Yeni partiye gazetelerin önemli bir bölümü olumlu yaklaşmışlardır. Cumhuriyet başyazarı Nadir Nadi, ideolojik bakımdan Halk Partisinden farklı görmediǧi Demokrat Partiyi, çalışma programı ve gerçekleştirme metodunun ileri sürdüǧü fikirler itibarıyla şimdilik bir kontrol partisi hüviyetinde bulunduǧunu, ileride iktidara gelebildiǧi takdirde Türk sosyal ve politik bünyesinin hiçbir sarsıntıya uǧramaksızın kendi yolunda gelişmesini saǧlayabileceǧini ifade etmiştir.32
Aynı tarihli Tanin gazetesinde ise, Hüseyin Cahit'in "Demokrat Parti'nin faaliyetine müsaade edildi" haberi yer almıştır.33 Gazetenin 10 Ocak tarihindeki başmakalesinde Yalçın, DP'nin kuruluşuyla ilgili ümitvar yaklaşımını yansıtmıştır. İkinci partinin demokratik parlamenter sistemin iyi işleyebilmesi için gereǧine vurgu yapmış ve bu sistemin Amerika ve İngiltere'de başarıyla uygulandıǧını belirtmiştir.34
İktidardaki CHP'nin yayın organı olan Ulus gazetesi başyazarı Falih Rıfkı Atay ise yeni partiyi; "demokrasi hayatımızın hep hissetmekte olduǧumuz bir eksiǧi böylece ortadan kalkmaktadır" diyerek yeni durumu kabullenici bir tavır sergilemiştir: 35
"Sayın Celal Bayar'ın şahsı ve hayatı Cumhuriyetçileri herhangi bir muhalefet cereyanı karşısında duyulan korkudan uzaklaştırır.

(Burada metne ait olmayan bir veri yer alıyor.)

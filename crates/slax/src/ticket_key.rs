//! 🎟️ Ticket keys: `TKTS-1234`, `tkts-1234`, or just `1234` if you're in a hurry.
//!
//! Two jobs live here:
//! - [`TicketKey::parse`]: validate user input *before* anything touches the network.
//! - [`TicketKeyScanner`]: fish every `PREFIX-<digits>` out of free text (mail subjects, bodies).

use std::fmt;

use regex::{Regex, RegexBuilder};

use crate::error::{FetchError, FetchResult};

/// 🎟️ A validated, upper-cased ticket identifier.
#[derive(Debug, Clone, PartialEq, Eq, Hash, PartialOrd, Ord)]
pub struct TicketKey(String);

impl TicketKey {
    /// 🔍 Turn user input into a key.
    ///
    /// - surrounding whitespace is ignored
    /// - a bare digit string gets the project prefix glued on
    /// - anything else must look like `PREFIX-<digits>` (any case)
    pub fn parse(input: &str, prefix: &str) -> FetchResult<Self> {
        let trimmed = input.trim();
        let invalid = || FetchError::InvalidTicketKey {
            input: input.to_string(),
            prefix: prefix.to_string(),
        };

        if !trimmed.is_empty() && trimmed.bytes().all(|b| b.is_ascii_digit()) {
            return Ok(Self(format!("{}-{}", prefix.to_uppercase(), trimmed)));
        }

        let (head, digits) = trimmed.split_once('-').ok_or_else(invalid)?;
        let digits_ok = !digits.is_empty() && digits.bytes().all(|b| b.is_ascii_digit());
        if !head.eq_ignore_ascii_case(prefix) || !digits_ok {
            return Err(invalid());
        }
        Ok(Self(trimmed.to_uppercase()))
    }

    pub fn as_str(&self) -> &str {
        &self.0
    }
}

impl fmt::Display for TicketKey {
    fn fmt(&self, f: &mut fmt::Formatter<'_>) -> fmt::Result {
        f.write_str(&self.0)
    }
}

/// 🔦 Finds ticket mentions in text. Case-insensitive in, upper-case out.
#[derive(Debug, Clone)]
pub struct TicketKeyScanner {
    pattern: Regex,
}

impl TicketKeyScanner {
    pub fn new(prefix: &str) -> Result<Self, regex::Error> {
        let pattern = RegexBuilder::new(&format!(r"{}-\d+", regex::escape(prefix)))
            .case_insensitive(true)
            .build()?;
        Ok(Self { pattern })
    }

    /// 📋 Every match in `text`, upper-cased, in order of appearance (duplicates included).
    pub fn scan<'a>(&'a self, text: &'a str) -> impl Iterator<Item = String> + 'a {
        self.pattern
            .find_iter(text)
            .map(|found| found.as_str().to_uppercase())
    }
}

#[cfg(test)]
mod tests {
    use super::*;

    #[test]
    fn the_one_where_bare_digits_get_adopted_by_the_project() {
        let key = TicketKey::parse("1234", "TKTS").unwrap();
        assert_eq!(key.as_str(), "TKTS-1234");
        assert_eq!(TicketKey::parse("  77 ", "TKTS").unwrap().as_str(), "TKTS-77");
    }

    #[test]
    fn the_one_where_lowercase_keys_stand_up_straight() {
        assert_eq!(TicketKey::parse("tkts-42", "TKTS").unwrap().to_string(), "TKTS-42");
    }

    #[test]
    fn the_one_where_impostors_are_turned_away_at_the_door() {
        for nonsense in ["", "abc", "TKTS-", "TKTS-12a", "OPS-12", "TKTS12", "-12", "TKTS--12"] {
            let err = TicketKey::parse(nonsense, "TKTS").unwrap_err();
            assert!(
                matches!(err, FetchError::InvalidTicketKey { .. }),
                "'{nonsense}' should be rejected, got {err:?}"
            );
        }
    }

    #[test]
    fn the_one_where_the_scanner_shouts_every_mention() {
        let scanner = TicketKeyScanner::new("TKTS").unwrap();
        let found: Vec<String> = scanner
            .scan("Please prioritise tkts-100 and TKTS-200 (dup: Tkts-100), not OPS-5")
            .collect();
        assert_eq!(found, vec!["TKTS-100", "TKTS-200", "TKTS-100"]);
    }
}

Kurucular arasında meslekleri ve politikaları şüphe uyandırır unsurların bulunmamış olması, bu güvenimizi ayrıca kuvvetlendirmektedir. Rejim düşmanlıǧı kaygısı olmadıkça iki partinin hatipleri ve muharrirleri arasındaki tartışmaların ancak vatan ve halk faydasına olacaǧı şüphe götürmez."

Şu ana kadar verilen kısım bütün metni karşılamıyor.